Supercars Championship career
- Current team: Team 18 (Endurance race co-driver)
- Championships: 0
- Races: 513
- Wins: 4
- Podiums: 19
- Pole positions: 4
- 2020 position: 11th (1553 pts)

= Lee Holdsworth =

Australian racing driver (born 1983)

Lee Robert Holdsworth (born 2 February 1983) is an Australian semi-retired racing driver. He won the 2021 Bathurst 1000 alongside Chaz Mostert and finished his full-time career after the 2022 season, after nearly two decades of racing.

==History==
===Early career===
Lee Holdsworth's motorsport career began in go-karts. He started racing cars in 2001 at just 17, when he contested the Commodore Cup national series.

Holdsworth finished fifth in the 2002 Commodore Cup national series and third in the 2003 Commodore Cup championship, before graduating to the Konica Minolta V8 Supercar Series in 2004, driving a Holden VX Commodore for Smiths Trucks Racing.

Holdsworth recorded some impressive results in 2004, including finishing his first-ever round in the top-10 and winning the reverse-grid race at Eastern Creek, as well as finishing third overall in Queensland. Holdsworth also contested the Sandown 500 and Bathurst 1000 V8 Supercar endurance races with Phillip Scifleet and Mark Noske respectively.

In 2005, Holdsworth ran a limited campaign in the renamed HPDC V8 Supercar Development Series and the Australian Formula Ford Championship, as well as contesting the two endurance races with Garry Rogers Motorsport.

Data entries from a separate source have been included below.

// Copyright (c) 2026 100monkeys.ai
// SPDX-License-Identifier: AGPL-3.0

use uuid::Uuid;
use chrono::{DateTime, Months, Utc};
use serde::{Deserialize, Serialize};

use crate::domain::agent::{Agent, AgentId};
use crate::domain::license::License;
use crate::domain::termination::{TerminationId, TerminationRecord};

pub const RETENTION_YEARS: u32 = 7;

#[derive(Debug, Clone, Copy, PartialEq, Eq, Hash, Serialize, Deserialize)]
pub struct ArchiveId(pub Uuid);

impl ArchiveId {
    pub fn new() -> Self {
        Self(Uuid::new_v4())
    }
}

impl Default for ArchiveId {
    fn default() -> Self {
        Self::new()
    }
}

/// Immutable snapshot of an agent's records taken during termination.
#[derive(Debug, Clone, PartialEq, Serialize, Deserialize)]
pub struct DataArchive {
    pub id: ArchiveId,
    pub agent_id: AgentId,
    pub termination_id: TerminationId,
    pub snapshot: serde_json::Value,
    pub archived_at: DateTime<Utc>,
    pub retention_until: DateTime<Utc>,
}

impl DataArchive {
    pub fn capture(
        agent: &Agent,
        licenses: &[License],
        termination: &TerminationRecord,
        archived_at: DateTime<Utc>,
    ) -> Result<Self, serde_json::Error> {
        let snapshot = serde_json::json!({
            "agent": serde_json::to_value(agent)?,
            "licenses": serde_json::to_value(licenses)?,
            "termination": serde_json::to_value(termination)?,
        });
        let retention_until = archived_at
            .checked_add_months(Months::new(RETENTION_YEARS * 12))
            .unwrap_or(DateTime::<Utc>::MAX_UTC);

        Ok(Self {
            id: ArchiveId::new(),
            agent_id: agent.id,
            termination_id: termination.id,
            snapshot,
            archived_at,
            retention_until,
        })
    }
}

#[cfg(test)]
mod tests {
    use super::*;
    use chrono::{NaiveDate, TimeZone};

    #[test]
    fn test_retention_is_seven_years() {
        let agent = Agent::new("Luis Ortega", "luis@example.org");
        let termination = TerminationRecord::new(
            agent.id,
            "Contract ended",
            "END",
            NaiveDate::from_ymd_opt(2025, 1, 31).unwrap(),
            "ops",
            Utc::now(),
        );
        let at = Utc.with_ymd_and_hms(2025, 2, 1, 8, 0, 0).unwrap();

        let archive = DataArchive::capture(&agent, &[], &termination, at).unwrap();
        assert_eq!(archive.retention_until, Utc.with_ymd_and_hms(2032, 2, 1, 8, 0, 0).unwrap());
        assert_eq!(archive.snapshot["agent"]["name"], "Luis Ortega");
        assert!(archive.snapshot["licenses"].as_array().unwrap().is_empty());
    }
}
// Copyright (c) 2026 100monkeys.ai
// SPDX-License-Identifier: AGPL-3.0
//! # PostgreSQL Batch Log Repository
//!
//! Append-only `batch_operation_logs` table. Id lists are stored as JSONB
//! arrays; a sweep log is written once when its run finishes.

use std::collections::BTreeSet;

use async_trait::async_trait;
use sqlx::postgres::{PgPool, PgRow};
use sqlx::Row;

use crate::domain::agent::AgentId;
use crate::domain::batch::{BatchOperationLog, BatchRunId, SweepPhase};
use crate::domain::license::LicenseId;
use crate::domain::repository::{BatchLogRepository, RepositoryError};

pub struct PostgresBatchLogRepository {
    pool: PgPool,
}

impl PostgresBatchLogRepository {
    pub fn new(pool: PgPool) -> Self {
        Self { pool }
    }
}

fn count(row: &PgRow, column: &str) -> usize {
    let value: i32 = row.get(column);
    usize::try_from(value).unwrap_or_default()
}

fn log_from_row(row: &PgRow) -> Result<BatchOperationLog, RepositoryError> {
    let phase_str: String = row.get("phase");
    let phase = SweepPhase::parse(&phase_str)
        .ok_or_else(|| RepositoryError::Serialization(format!("Unknown sweep phase: {}", phase_str)))?;
    let failed_ids: Vec<LicenseId> = serde_json::from_value(row.get("failed_ids"))?;
    let affected_license_ids: Vec<LicenseId> = serde_json::from_value(row.get("affected_license_ids"))?;
    let affected_agent_ids: BTreeSet<AgentId> = serde_json::from_value(row.get("affected_agent_ids"))?;
    let failed_agent_ids: BTreeSet<AgentId> = serde_json::from_value(row.get("failed_agent_ids"))?;

    Ok(BatchOperationLog {
        id: BatchRunId(row.get("id")),
        run_date: row.get("run_date"),
        phase,
        dry_run: row.get("dry_run"),
        chunk_size: count(row, "chunk_size"),
        chunks: count(row, "chunks"),
        total_found: count(row, "total_found"),
        succeeded: count(row, "succeeded"),
        failed: count(row, "failed"),
        failed_ids,
        affected_license_ids,
        affected_agent_ids,
        failed_agent_ids,
        started_at: row.get("started_at"),
        finished_at: row.get("finished_at"),
    })
}

#[async_trait]
impl BatchLogRepository for PostgresBatchLogRepository {
    async fn append(&self, log: &BatchOperationLog) -> Result<(), RepositoryError> {
        sqlx::query(
            r#"
            INSERT INTO batch_operation_logs (
                id, run_date, phase, dry_run, chunk_size, chunks, total_found, succeeded,
                failed, failed_ids, affected_license_ids, affected_agent_ids, failed_agent_ids,
                started_at, finished_at
            )
            VALUES ($1, $2, $3, $4, $5, $6, $7, $8, $9, $10, $11, $12, $13, $14, $15)
            "#,
        )
        .bind(log.id.0)
        .bind(log.run_date)
        .bind(log.phase.as_str())
        .bind(log.dry_run)
        .bind(log.chunk_size as i32)
        .bind(log.chunks as i32)
        .bind(log.total_found as i32)
        .bind(log.succeeded as i32)
        .bind(log.failed as i32)
        .bind(serde_json::to_value(&log.failed_ids)?)
        .bind(serde_json::to_value(&log.affected_license_ids)?)
        .bind(serde_json::to_value(&log.affected_agent_ids)?)
        .bind(serde_json::to_value(&log.failed_agent_ids)?)
        .bind(log.started_at)
        .bind(log.finished_at)
        .execute(&self.pool)
        .await?;

        Ok(())
    }

    async fn get(&self, id: BatchRunId) -> Result<Option<BatchOperationLog>, RepositoryError> {
        let row = sqlx::query("SELECT * FROM batch_operation_logs WHERE id = $1")
            .bind(id.0)
            .fetch_optional(&self.pool)
            .await?;

        row.as_ref().map(log_from_row).transpose()
    }

    async fn list_recent(&self, limit: usize) -> Result<Vec<BatchOperationLog>, RepositoryError> {
        let rows = sqlx::query("SELECT * FROM batch_operation_logs ORDER BY started_at DESC, finished_at DESC LIMIT $1")
            .bind(limit as i64)
            .fetch_all(&self.pool)
            .await?;

        rows.iter().map(log_from_row).collect()
    }
}
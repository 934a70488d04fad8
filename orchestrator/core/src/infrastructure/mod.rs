// Copyright (c) 2026 100monkeys.ai
// SPDX-License-Identifier: AGPL-3.0

pub mod collaborators;
pub mod db;
pub mod decision_gate;
pub mod event_bus;
pub mod repositories;

pub use collaborators::Collaborators;
pub use decision_gate::DecisionGate;
pub use event_bus::{DomainEvent, EventBus};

===Supercars Championship===
Holdsworth's big break came in 2006 when he scored a full-time drive with Garry Rogers Motorsport in the V8 Supercar Championship. In 2007, Holdsworth won his first V8 Supercar round at Oran Park. The win came courtesy of consistent driving over the weekend and a good strategy in the final race in changeable conditions.

In 2008 Holdsworth began working with The John Bowe Institute of Driving, helping to teach the techniques of performance driving to the public..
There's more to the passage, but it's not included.